И в результате возникает однобокое и неполное представление об эпохе, которая вне всякого сомнения была великолепной и глубоко «человечной». В результате возникает неправильное восприятие цельных личностей, сложных и парадоксальных фигур, художественные достижения которых, на наш взгляд, противоречили их сугубо земным характерам. Историкам нужны порядок и смысл, и они отставляют в сторону те черты, которые кажутся им неуместными, как правило, самые заурядные. Другими словами, уступая нашему прежнему комфортному представлению о Ренессансе, мы принимаем Микеланджело-художника и забываем о Микеланджело-человеке.

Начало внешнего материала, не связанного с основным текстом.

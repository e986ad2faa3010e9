//! In-memory captured-request store
//!
//! Sequences live in a sharded map: every mutation of one jar's sequence
//! happens under that shard's write lock, so an append is never observed
//! half-done, while jars on different shards never contend.

use std::sync::Arc;

use dashmap::mapref::entry::Entry;
use dashmap::DashMap;
use tracing::warn;

use crate::id::{JarId, RequestId};
use crate::model::CapturedRequest;
use crate::{JarError, Result};

use super::RequestStore;

/// Request store keyed by jar
pub struct InMemoryRequestStore {
    sequences: DashMap<JarId, Vec<Arc<CapturedRequest>>>,
}

impl InMemoryRequestStore {
    /// Create an empty store
    #[must_use]
    pub fn new() -> Self {
        Self {
            sequences: DashMap::new(),
        }
    }

    /// Number of registered jars
    #[must_use]
    pub fn jar_count(&self) -> usize {
        self.sequences.len()
    }
}

impl Default for InMemoryRequestStore {
    fn default() -> Self {
        Self::new()
    }
}

impl RequestStore for InMemoryRequestStore {
    fn register_jar(&self, jar_id: &JarId) -> Result<()> {
        match self.sequences.entry(jar_id.clone()) {
            Entry::Occupied(_) => {
                warn!("Jar {} already registered for requests", jar_id);
            }
            Entry::Vacant(slot) => {
                slot.insert(Vec::new());
            }
        }
        Ok(())
    }

    fn create_request(&self, jar_id: &JarId, request: Arc<CapturedRequest>) -> Result<()> {
        let mut sequence = self
            .sequences
            .get_mut(jar_id)
            .ok_or_else(|| JarError::JarNotFound(jar_id.clone()))?;

        sequence.push(request);
        Ok(())
    }

    fn get(&self, jar_id: &JarId, request_id: &RequestId) -> Result<Arc<CapturedRequest>> {
        let sequence = self
            .sequences
            .get(jar_id)
            .ok_or_else(|| JarError::JarNotFound(jar_id.clone()))?;

        sequence
            .iter()
            .find(|r| &r.id == request_id)
            .cloned()
            .ok_or_else(|| JarError::RequestNotFound {
                jar_id: jar_id.clone(),
                request_id: request_id.clone(),
            })
    }

    fn list(&self, jar_id: &JarId) -> Result<Vec<Arc<CapturedRequest>>> {
        self.sequences
            .get(jar_id)
            .map(|sequence| sequence.value().clone())
            .ok_or_else(|| JarError::JarNotFound(jar_id.clone()))
    }

    fn delete_one(&self, jar_id: &JarId, request_id: &RequestId) -> Result<()> {
        let mut sequence = self
            .sequences
            .get_mut(jar_id)
            .ok_or_else(|| JarError::JarNotFound(jar_id.clone()))?;

        if let Some(index) = sequence.iter().position(|r| &r.id == request_id) {
            sequence.remove(index);
        }
        Ok(())
    }

    fn delete_all_for_jar(&self, jar_id: &JarId) -> Result<()> {
        self.sequences
            .remove(jar_id)
            .map(|_| ())
            .ok_or_else(|| JarError::JarNotFound(jar_id.clone()))
    }
}

#[cfg(test)]
mod tests {
    use super::*;
    use crate::model::IncomingRequest;
    use chrono::Utc;
    use proptest::prelude::*;
    use std::thread;

    fn request(id: &str) -> Arc<CapturedRequest> {
        Arc::new(CapturedRequest::new(
            RequestId::from(id),
            Utc::now(),
            IncomingRequest {
                method: "GET".to_string(),
                path: format!("/r/jar/{id}"),
                ..Default::default()
            },
        ))
    }

    fn ids(store: &InMemoryRequestStore, jar_id: &JarId) -> Vec<String> {
        store
            .list(jar_id)
            .unwrap()
            .iter()
            .map(|r| r.id.to_string())
            .collect()
    }

    #[test]
    fn test_create_requires_registration() {
        let store = InMemoryRequestStore::new();
        let jar_id = JarId::from("unknown");

        let err = store.create_request(&jar_id, request("r1")).unwrap_err();
        assert!(matches!(err, JarError::JarNotFound(_)));
        assert!(store.list(&jar_id).is_err());
        assert_eq!(store.jar_count(), 0);
    }

    #[test]
    fn test_register_twice_keeps_requests() {
        let store = InMemoryRequestStore::new();
        let jar_id = JarId::from("j");

        store.register_jar(&jar_id).unwrap();
        store.create_request(&jar_id, request("r1")).unwrap();
        store.register_jar(&jar_id).unwrap();

        assert_eq!(ids(&store, &jar_id), vec!["r1"]);
    }

    #[test]
    fn test_list_in_capture_order() {
        let store = InMemoryRequestStore::new();
        let jar_id = JarId::from("j");
        store.register_jar(&jar_id).unwrap();

        for id in ["a", "b", "c"] {
            store.create_request(&jar_id, request(id)).unwrap();
        }

        assert_eq!(ids(&store, &jar_id), vec!["a", "b", "c"]);
    }

    #[test]
    fn test_get_one() {
        let store = InMemoryRequestStore::new();
        let jar_id = JarId::from("j");
        store.register_jar(&jar_id).unwrap();
        store.create_request(&jar_id, request("a")).unwrap();

        assert_eq!(store.get(&jar_id, &RequestId::from("a")).unwrap().id.as_str(), "a");
        assert!(matches!(
            store.get(&jar_id, &RequestId::from("zz")).unwrap_err(),
            JarError::RequestNotFound { .. }
        ));
        assert!(matches!(
            store.get(&JarId::from("other"), &RequestId::from("a")).unwrap_err(),
            JarError::JarNotFound(_)
        ));
    }

    #[test]
    fn test_delete_one_missing_request_is_noop() {
        let store = InMemoryRequestStore::new();
        let jar_id = JarId::from("j");
        store.register_jar(&jar_id).unwrap();
        store.create_request(&jar_id, request("a")).unwrap();

        store.delete_one(&jar_id, &RequestId::from("nope")).unwrap();
        assert_eq!(ids(&store, &jar_id), vec!["a"]);

        let err = store
            .delete_one(&JarId::from("other"), &RequestId::from("a"))
            .unwrap_err();
        assert!(matches!(err, JarError::JarNotFound(_)));
    }

    #[test]
    fn test_delete_all_unregisters() {
        let store = InMemoryRequestStore::new();
        let jar_id = JarId::from("j");
        store.register_jar(&jar_id).unwrap();
        store.create_request(&jar_id, request("a")).unwrap();

        store.delete_all_for_jar(&jar_id).unwrap();

        assert!(store.list(&jar_id).is_err());
        assert!(store.create_request(&jar_id, request("b")).is_err());
        assert!(store.delete_all_for_jar(&jar_id).is_err());
    }

    #[test]
    fn test_concurrent_appends_lose_nothing() {
        let store = Arc::new(InMemoryRequestStore::new());
        let jar_id = JarId::from("busy");
        store.register_jar(&jar_id).unwrap();

        let handles: Vec<_> = (0..100)
            .map(|i| {
                let store = Arc::clone(&store);
                let jar_id = jar_id.clone();
                thread::spawn(move || {
                    store
                        .create_request(&jar_id, request(&format!("m{i}")))
                        .unwrap();
                })
            })
            .collect();

        for handle in handles {
            handle.join().unwrap();
        }

        let mut stored = ids(&store, &jar_id);
        stored.sort();
        stored.dedup();
        assert_eq!(stored.len(), 100);
    }

    proptest! {
        #[test]
        fn prop_delete_one_preserves_order(count in 1usize..40, pick in 0usize..40) {
            let store = InMemoryRequestStore::new();
            let jar_id = JarId::from("p");
            store.register_jar(&jar_id).unwrap();

            let all: Vec<String> = (0..count).map(|i| format!("r{i}")).collect();
            for id in &all {
                store.create_request(&jar_id, request(id)).unwrap();
            }

            let victim = &all[pick % count];
            store.delete_one(&jar_id, &RequestId::from(victim.as_str())).unwrap();

            let expected: Vec<String> = all.iter().filter(|id| *id != victim).cloned().collect();
            prop_assert_eq!(ids(&store, &jar_id), expected);
        }
    }
}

Конечно, мы не должны немедленно давать совершенно новое определение эпохи Ренессанса в целом. Но если сломанный нос Микеланджело что-то и доказывает, так это то, что по-настоящему понять Ренессанс можно, только рассматривая его в целом – с дикими выходками и не самыми приглядными его сторонами. Чтобы понять, как Микеланджело удалось создать столь совершенный синтез классических и натуралистических элементов в своих скульптурах и в то же время быть заносчивым драчуном со сломанным носом, нужно признать, что в одном земном человеке сосуществовали два взаимосвязанных измерения. А эпоха, в которую он жил, состояла не из одних лишь выдающихся художественных достижений, но еще и была грязной, полной насилия, отталкивающей, грубой и очень неприятной. Проще говоря, если мы хотим понять Ренессанс, то должны вернуть Микеланджело в реальный социальный контекст и изучить тот бурлящий социальный мир, который породил этого человека и художника. Ренессанс нужно рассматривать не только так, как мы давно привыкли. Нам нужно увидеть безобразный Ренессанс, каким он и был.

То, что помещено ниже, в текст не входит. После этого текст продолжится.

//! Listener and per-connection serving

use std::convert::Infallible;
use std::net::SocketAddr;
use std::sync::Arc;
use std::time::Duration;

use hyper::body::Incoming;
use hyper::server::conn::http1;
use hyper::service::service_fn;
use hyper::Request;
use hyper_util::rt::TokioIo;
use tokio::net::{TcpListener, TcpStream};
use tokio::sync::{broadcast, OwnedSemaphorePermit};
use tokio::task::JoinSet;
use tracing::{debug, error, info, warn};

use crate::config::Config;
use crate::service::JarService;
use crate::Result;

use super::cors::CorsPolicy;
use super::limit::ConnectionLimit;
use super::router::Router;
use super::SHUTDOWN_TIMEOUT_MS;

/// HTTP server exposing a jar service
pub struct Server {
    config: Arc<Config>,
    service: Arc<JarService>,
    router: Router,
    limit: ConnectionLimit,
    shutdown_tx: broadcast::Sender<()>,
}

impl Server {
    /// Create a server over fresh in-memory stores
    #[must_use]
    pub fn new(config: Config) -> Self {
        let service = Arc::new(JarService::in_memory(&config.subscriptions));
        Self::with_service(config, service)
    }

    /// Create a server over an existing service
    #[must_use]
    pub fn with_service(config: Config, service: Arc<JarService>) -> Self {
        let (shutdown_tx, _) = broadcast::channel(1);
        let router = Router::new(
            Arc::clone(&service),
            CorsPolicy::new(&config.cors),
            Duration::from_secs(config.subscriptions.keepalive_secs),
        );

        Self {
            limit: ConnectionLimit::new(config.limits.max_connections),
            config: Arc::new(config),
            service,
            router,
            shutdown_tx,
        }
    }

    /// Service the server dispatches to
    #[must_use]
    pub fn service(&self) -> &Arc<JarService> {
        &self.service
    }

    /// Sender that stops the server when a value is sent
    #[must_use]
    pub fn shutdown_handle(&self) -> broadcast::Sender<()> {
        self.shutdown_tx.clone()
    }

    /// Bind the configured address
    ///
    /// # Errors
    ///
    /// Returns error if the address is invalid or cannot be bound
    pub async fn bind(&self) -> Result<TcpListener> {
        let addr = self.config.server.socket_addr()?;
        let listener = TcpListener::bind(addr).await?;
        info!("Listening on {}", listener.local_addr()?);
        Ok(listener)
    }

    /// Bind and serve until Ctrl-C or the shutdown handle fires
    ///
    /// # Errors
    ///
    /// Returns error if the listener cannot be bound
    pub async fn run(self) -> Result<()> {
        let listener = self.bind().await?;

        let shutdown = self.shutdown_handle();
        tokio::spawn(async move {
            match tokio::signal::ctrl_c().await {
                Ok(()) => info!("Received SIGINT, shutting down"),
                Err(e) => error!("Failed to listen for SIGINT: {}", e),
            }
            shutdown.send(()).ok();
        });

        self.serve(listener).await
    }

    /// Serve connections from an already bound listener
    ///
    /// On shutdown the listener is closed, every live subscription is ended
    /// and open connections get `SHUTDOWN_TIMEOUT_MS` to finish before they
    /// are aborted.
    ///
    /// # Errors
    ///
    /// Currently infallible once the listener exists
    pub async fn serve(self, listener: TcpListener) -> Result<()> {
        let mut shutdown_rx = self.shutdown_tx.subscribe();
        let mut connections = JoinSet::new();

        loop {
            tokio::select! {
                result = listener.accept() => {
                    match result {
                        Ok((stream, peer)) => {
                            let Some(permit) = self.limit.try_acquire() else {
                                warn!("Connection limit reached, rejecting {}", peer);
                                drop(stream);
                                continue;
                            };

                            connections.spawn(serve_connection(
                                stream,
                                peer,
                                self.router.clone(),
                                self.shutdown_tx.subscribe(),
                                permit,
                            ));
                        }
                        Err(e) => {
                            error!("Accept error: {}", e);
                        }
                    }
                }
                _ = shutdown_rx.recv() => {
                    info!("Initiating graceful shutdown");
                    break;
                }
            }

            while let Some(result) = connections.try_join_next() {
                if let Err(e) = result {
                    warn!("Connection task failed: {}", e);
                }
            }
        }

        drop(listener);
        self.service.shutdown();

        let shutdown_timeout = Duration::from_millis(SHUTDOWN_TIMEOUT_MS);
        let drained = tokio::time::timeout(shutdown_timeout, async {
            while let Some(result) = connections.join_next().await {
                if let Err(e) = result {
                    warn!("Task cleanup error: {}", e);
                }
            }
        })
        .await;

        if drained.is_err() {
            warn!("Aborting {} connections after shutdown timeout", connections.len());
            connections.abort_all();
        }

        info!("Shutdown complete");
        Ok(())
    }
}

async fn serve_connection(
    stream: TcpStream,
    peer: SocketAddr,
    router: Router,
    mut shutdown_rx: broadcast::Receiver<()>,
    _permit: OwnedSemaphorePermit,
) {
    let service = service_fn(move |request: Request<Incoming>| {
        let router = router.clone();
        async move { Ok::<_, Infallible>(router.handle(request, peer).await) }
    });

    let connection = http1::Builder::new().serve_connection(TokioIo::new(stream), service);
    tokio::pin!(connection);

    tokio::select! {
        result = connection.as_mut() => {
            if let Err(e) = result {
                debug!("Connection {} closed with error: {}", peer, e);
            }
        }
        _ = shutdown_rx.recv() => {
            connection.as_mut().graceful_shutdown();
            if let Err(e) = connection.await {
                debug!("Connection {} closed during shutdown: {}", peer, e);
            }
        }
    }
}

#[cfg(test)]
mod tests {
    use super::*;
    use crate::config::LimitsConfig;

    fn test_config() -> Config {
        let mut config = Config::default();
        config.server.bind_address = "127.0.0.1".to_string();
        config.server.port = 0;
        config.limits = LimitsConfig {
            max_connections: 10,
        };
        config
    }

    #[test]
    fn test_server_creation() {
        let server = Server::new(test_config());

        assert_eq!(server.limit.max_connections(), 10);
        assert_eq!(server.service().subscriptions().total_subscribers(), 0);
    }

    #[tokio::test]
    async fn test_bind_ephemeral_port() {
        let server = Server::new(test_config());
        let listener = server.bind().await.unwrap();

        assert_ne!(listener.local_addr().unwrap().port(), 0);
    }

    #[tokio::test]
    async fn test_shutdown_signal() {
        let server = Server::new(test_config());
        let listener = server.bind().await.unwrap();
        let shutdown = server.shutdown_handle();

        let handle = tokio::spawn(async move { server.serve(listener).await });

        tokio::time::sleep(Duration::from_millis(50)).await;
        shutdown.send(()).ok();

        let result = tokio::time::timeout(Duration::from_secs(2), handle).await;
        assert!(result.is_ok());
    }

    #[tokio::test]
    async fn test_shutdown_closes_subscriptions() {
        let server = Server::new(test_config());
        let service = Arc::clone(server.service());
        let jar_id = service.create_jar("demo").unwrap();
        let mut subscription = service.subscribe(&jar_id).unwrap();

        let listener = server.bind().await.unwrap();
        let shutdown = server.shutdown_handle();
        let handle = tokio::spawn(async move { server.serve(listener).await });

        tokio::time::sleep(Duration::from_millis(50)).await;
        shutdown.send(()).ok();
        handle.await.unwrap().unwrap();

        assert!(subscription.recv().await.is_none());
    }
}
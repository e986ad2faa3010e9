//! Live fan-out of captured requests to per-jar observers

mod registry;

use serde::{Deserialize, Serialize};

pub use registry::{Subscription, SubscriptionRegistry};

/// Default per-subscriber buffer (in requests)
pub const DEFAULT_BUFFER_SIZE: usize = 64;

/// What broadcast does when a subscriber's buffer is full
#[derive(Debug, Clone, Copy, PartialEq, Eq, Default, Serialize, Deserialize)]
#[serde(rename_all = "snake_case")]
pub enum OverflowPolicy {
    /// Unregister the slow subscriber; its stream drains and ends
    #[default]
    Disconnect,
    /// Skip this delivery for the slow subscriber only
    DropNewest,
}

/// Outcome of one broadcast
#[derive(Debug, Clone, Copy, Default, PartialEq, Eq)]
pub struct BroadcastReport {
    /// Subscribers that accepted the request
    pub delivered: usize,
    /// Deliveries skipped because a buffer was full
    pub dropped: usize,
    /// Subscribers removed (slow, or receiver already gone)
    pub disconnected: usize,
}

impl BroadcastReport {
    /// Number of subscribers offered the request
    #[must_use]
    pub fn offered(&self) -> usize {
        self.delivered + self.dropped + self.disconnected
    }
}
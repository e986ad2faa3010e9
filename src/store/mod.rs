//! Storage for jars and their captured requests
//!
//! Both stores are synchronous and never hold a lock across an await point.
//! The service composes them with the subscription registry; any backend
//! implementing these traits can be swapped in without touching either.

mod jar;
mod request;

use std::sync::Arc;

pub use jar::InMemoryJarStore;
pub use request::InMemoryRequestStore;

use crate::id::{JarId, RequestId};
use crate::model::{CapturedRequest, Jar};
use crate::Result;

/// Maximum attempts to find an unused jar ID before giving up
pub const MAX_ID_ATTEMPTS: usize = 8;

/// Owner of jar metadata
pub trait JarStore: Send + Sync {
    /// Create a jar with a fresh ID
    ///
    /// # Errors
    ///
    /// Returns `Internal` if no unused ID could be generated
    fn create(&self, name: &str) -> Result<JarId>;

    /// Fetch a jar
    ///
    /// # Errors
    ///
    /// Returns `JarNotFound` if the jar does not exist
    fn get(&self, jar_id: &JarId) -> Result<Jar>;

    /// Snapshot of every jar, oldest first
    ///
    /// # Errors
    ///
    /// Returns error if the backend cannot be read
    fn list(&self) -> Result<Vec<Jar>>;

    /// Remove a jar; removing an absent jar is not an error
    ///
    /// # Errors
    ///
    /// Returns error if the backend cannot be written
    fn delete(&self, jar_id: &JarId) -> Result<()>;
}

/// Owner of the ordered request sequence of every registered jar
pub trait RequestStore: Send + Sync {
    /// Start an empty sequence for a jar; registering twice is a no-op
    ///
    /// # Errors
    ///
    /// Returns error if the backend cannot be written
    fn register_jar(&self, jar_id: &JarId) -> Result<()>;

    /// Append a request to the jar's sequence
    ///
    /// # Errors
    ///
    /// Returns `JarNotFound` if the jar was never registered or was deleted
    fn create_request(&self, jar_id: &JarId, request: Arc<CapturedRequest>) -> Result<()>;

    /// Fetch one request
    ///
    /// # Errors
    ///
    /// Returns `JarNotFound` or `RequestNotFound`
    fn get(&self, jar_id: &JarId, request_id: &RequestId) -> Result<Arc<CapturedRequest>>;

    /// Snapshot of the jar's requests in capture order
    ///
    /// # Errors
    ///
    /// Returns `JarNotFound` if the jar is not registered
    fn list(&self, jar_id: &JarId) -> Result<Vec<Arc<CapturedRequest>>>;

    /// Remove one request; an absent request ID is silently ignored
    ///
    /// # Errors
    ///
    /// Returns `JarNotFound` if the jar is not registered
    fn delete_one(&self, jar_id: &JarId, request_id: &RequestId) -> Result<()>;

    /// Drop the jar's sequence and its registration
    ///
    /// # Errors
    ///
    /// Returns `JarNotFound` if the jar is not registered
    fn delete_all_for_jar(&self, jar_id: &JarId) -> Result<()>;
}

Давайте вернемся к тому, с чего мы начали. Совершенно ясно, что нужно сделать паузу в тот самый момент, когда кулак Пьетро Торриджано сломал нос Микеланджело. Леденящий кровь звук ломающихся костей и хрящей – это повод остановиться и задуматься. Оставим Микеланджело корчиться на земле и забудем о знакомом представлении о Ренессансе. Давайте изучим мир, в котором этот юноша мог и взмывать к высотам художественного гения, и опускаться в низменные глубины бытия. А для этого нам нужно мысленно выйти из церкви Санта-Мария дель Кармине и изучить то, что привело к этому историческому моменту. Во-первых, нам нужно рассмотреть Флоренцию в целом. Давайте изучим виды, звуки и запахи улиц и площадей, драмы социальной жизни, которые и стали контекстом той драки Микеланджело. Мы подойдем очень близко и заглянем во внутренности этого города. Мы обсудим драматическую историю институтов, которые определяли мир искусства Ренессанса: бизнеса, политики и религии. А потом мы поговорим о быте и других сторонах повседневного существования Флоренции. И тогда мы сможем восстановить на удивление заурядные, но зачастую довольно отвратительные, заботы, которые занимали мысли Микеланджело в ходе развития его художественной карьеры. И, наконец, нам откроется разум Микеланджело, и мы поймем, как бурлящая масса повседневных забот в сочетании с убеждениями, надеждами и образом мыслей дала интеллектуальную почву, на которой расцвели его творения, – и его сломанный нос.